::: Data

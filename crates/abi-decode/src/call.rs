//! Function-call input decoding.
//!
//! Calldata is `selector (4 bytes) ++ abi_encode_params(inputs)`.

use std::sync::Arc;

use alloy_dyn_abi::{DynSolType, DynSolValue, Specifier};
use alloy_json_abi::Param;
use alloy_primitives::Selector;
use codec_utils::hex::prefixed_hex;
use indexmap::IndexMap;
use serde::Serialize;
use serde_json::Value;

use crate::error::AbiError;
use crate::index::AbiIndex;
use crate::normalize::normalize;

/// Named, ordered call arguments.
#[derive(Debug, Clone, PartialEq, Serialize)]
pub struct DecodedCall {
    pub name: String,
    pub types: Vec<String>,
    pub args: IndexMap<String, Value>,
}

#[derive(Debug, Clone)]
pub struct CallDecoder {
    index: Arc<AbiIndex>,
}

impl CallDecoder {
    pub fn new(index: Arc<AbiIndex>) -> Self {
        Self { index }
    }

    pub fn from_json(abi_json: &str) -> Result<Self, AbiError> {
        Ok(Self::new(Arc::new(AbiIndex::from_json(abi_json)?)))
    }

    /// Decodes `data` against the function its selector names.
    pub fn decode_call(&self, data: &[u8]) -> Result<DecodedCall, AbiError> {
        if data.len() < 4 {
            return Err(AbiError::CalldataTooShort(data.len()));
        }
        let (selector, params) = data.split_at(4);
        let selector = Selector::from_slice(selector);

        let func = self
            .index
            .function(&selector)
            .ok_or_else(|| AbiError::UnknownSelector(prefixed_hex(selector.as_slice())))?;

        let (names, types) = resolve_params(&func.inputs)?;
        let values = decode_params(&types, params)?;

        Ok(DecodedCall {
            name: func.name.clone(),
            types: types.iter().map(|t| t.sol_type_name().into_owned()).collect(),
            args: names
                .into_iter()
                .zip(values.iter().map(normalize))
                .collect(),
        })
    }
}

/// Parameter names (`arg{i}` when unnamed) and resolved types.
pub(crate) fn resolve_params(params: &[Param]) -> Result<(Vec<String>, Vec<DynSolType>), AbiError> {
    params
        .iter()
        .enumerate()
        .map(|(i, param)| {
            let ty = param
                .resolve()
                .map_err(|e| AbiError::InvalidAbi(format!("parameter {i}: {e}")))?;
            Ok((param_name(&param.name, i), ty))
        })
        .collect::<Result<Vec<_>, AbiError>>()
        .map(|pairs| pairs.into_iter().unzip())
}

pub(crate) fn param_name(name: &str, position: usize) -> String {
    if name.is_empty() {
        format!("arg{position}")
    } else {
        name.to_string()
    }
}

/// Decodes an ABI parameter sequence into one value per type.
pub(crate) fn decode_params(types: &[DynSolType], data: &[u8]) -> Result<Vec<DynSolValue>, AbiError> {
    if types.is_empty() {
        return Ok(Vec::new());
    }
    let decoded = DynSolType::Tuple(types.to_vec())
        .abi_decode_params(data)
        .map_err(|e| AbiError::Decode(e.to_string()))?;
    match decoded {
        DynSolValue::Tuple(values) => Ok(values),
        other => Ok(vec![other]),
    }
}

#[cfg(test)]
mod tests {
    use super::*;
    use crate::index::fixtures::TOKEN_ABI;
    use alloy_primitives::{address, I256, U256};
    use serde_json::json;

    fn decoder() -> CallDecoder {
        CallDecoder::from_json(TOKEN_ABI).unwrap()
    }

    fn calldata(selector: [u8; 4], args: Vec<DynSolValue>) -> Vec<u8> {
        let mut data = selector.to_vec();
        data.extend(DynSolValue::Tuple(args).abi_encode_params());
        data
    }

    #[test]
    fn decodes_erc20_transfer() {
        let to = address!("5aaeb6053f3e94c9b9a09f33669435e7ef1beaed");
        let data = calldata(
            [0xa9, 0x05, 0x9c, 0xbb],
            vec![
                DynSolValue::Address(to),
                DynSolValue::Uint(U256::from(1_000_000u64), 256),
            ],
        );

        let call = decoder().decode_call(&data).unwrap();
        assert_eq!(call.name, "transfer");
        assert_eq!(call.types, ["address", "uint256"]);
        assert_eq!(call.args["to"], json!("0x5aAeb6053F3E94C9b9A09f33669435E7Ef1BeAed"));
        assert_eq!(call.args["amount"], json!("0xf4240"));
    }

    #[test]
    fn decodes_mixed_types_in_order() {
        let index = AbiIndex::from_json(TOKEN_ABI).unwrap();
        let selector = index
            .abi()
            .functions()
            .find(|f| f.name == "setRecords")
            .unwrap()
            .selector();

        let mut tag = [0u8; 32];
        tag[..4].copy_from_slice(&[0xde, 0xad, 0xbe, 0xef]);
        let data = calldata(
            selector.0,
            vec![
                DynSolValue::Int(I256::try_from(-2i64).unwrap(), 256),
                DynSolValue::Bytes(vec![0x00, 0x01]),
                DynSolValue::Array(vec![
                    DynSolValue::Uint(U256::from(7u8), 64),
                    DynSolValue::Uint(U256::from(16u8), 64),
                ]),
                DynSolValue::String("wan".into()),
                DynSolValue::Bool(true),
                DynSolValue::FixedBytes(tag.into(), 4),
            ],
        );

        let call = CallDecoder::new(Arc::new(index)).decode_call(&data).unwrap();
        let keys: Vec<_> = call.args.keys().map(String::as_str).collect();
        assert_eq!(keys, ["arg0", "payload", "ids", "label", "flag", "tag"]);
        assert_eq!(call.args["arg0"], json!("-0x2"));
        assert_eq!(call.args["payload"], json!("0x0001"));
        assert_eq!(call.args["ids"], json!(["0x7", "0x10"]));
        assert_eq!(call.args["label"], json!("wan"));
        assert_eq!(call.args["flag"], json!(true));
        assert_eq!(call.args["tag"], json!("0xdeadbeef"));
    }

    #[test]
    fn unknown_selector_is_an_error_for_that_call_only() {
        let decoder = decoder();
        let err = decoder.decode_call(&[0xde, 0xad, 0xbe, 0xef]).unwrap_err();
        assert_eq!(err, AbiError::UnknownSelector("0xdeadbeef".into()));

        let data = calldata(
            [0xa9, 0x05, 0x9c, 0xbb],
            vec![
                DynSolValue::Address(Default::default()),
                DynSolValue::Uint(U256::ZERO, 256),
            ],
        );
        assert!(decoder.decode_call(&data).is_ok());
    }

    #[test]
    fn short_calldata_is_rejected() {
        assert_eq!(
            decoder().decode_call(&[0xa9, 0x05, 0x9c]).unwrap_err(),
            AbiError::CalldataTooShort(3)
        );
    }

    #[test]
    fn truncated_arguments_fail_to_decode() {
        let err = decoder()
            .decode_call(&[0xa9, 0x05, 0x9c, 0xbb, 0x00, 0x01])
            .unwrap_err();
        assert!(matches!(err, AbiError::Decode(_)));
    }

    #[test]
    fn serializes_with_ordered_args() {
        let data = calldata(
            [0xa9, 0x05, 0x9c, 0xbb],
            vec![
                DynSolValue::Address(Default::default()),
                DynSolValue::Uint(U256::from(1u8), 256),
            ],
        );
        let json = serde_json::to_string(&decoder().decode_call(&data).unwrap()).unwrap();
        let to = json.find("\"to\"").unwrap();
        let amount = json.find("\"amount\"").unwrap();
        assert!(to < amount);
    }
}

::::::

Problem to work on. List all lines from the entries that include the word "CalldataTooShort".

Answer section.
            return Err(AbiError::CalldataTooShort(data.len()));
            AbiError::CalldataTooShort(3)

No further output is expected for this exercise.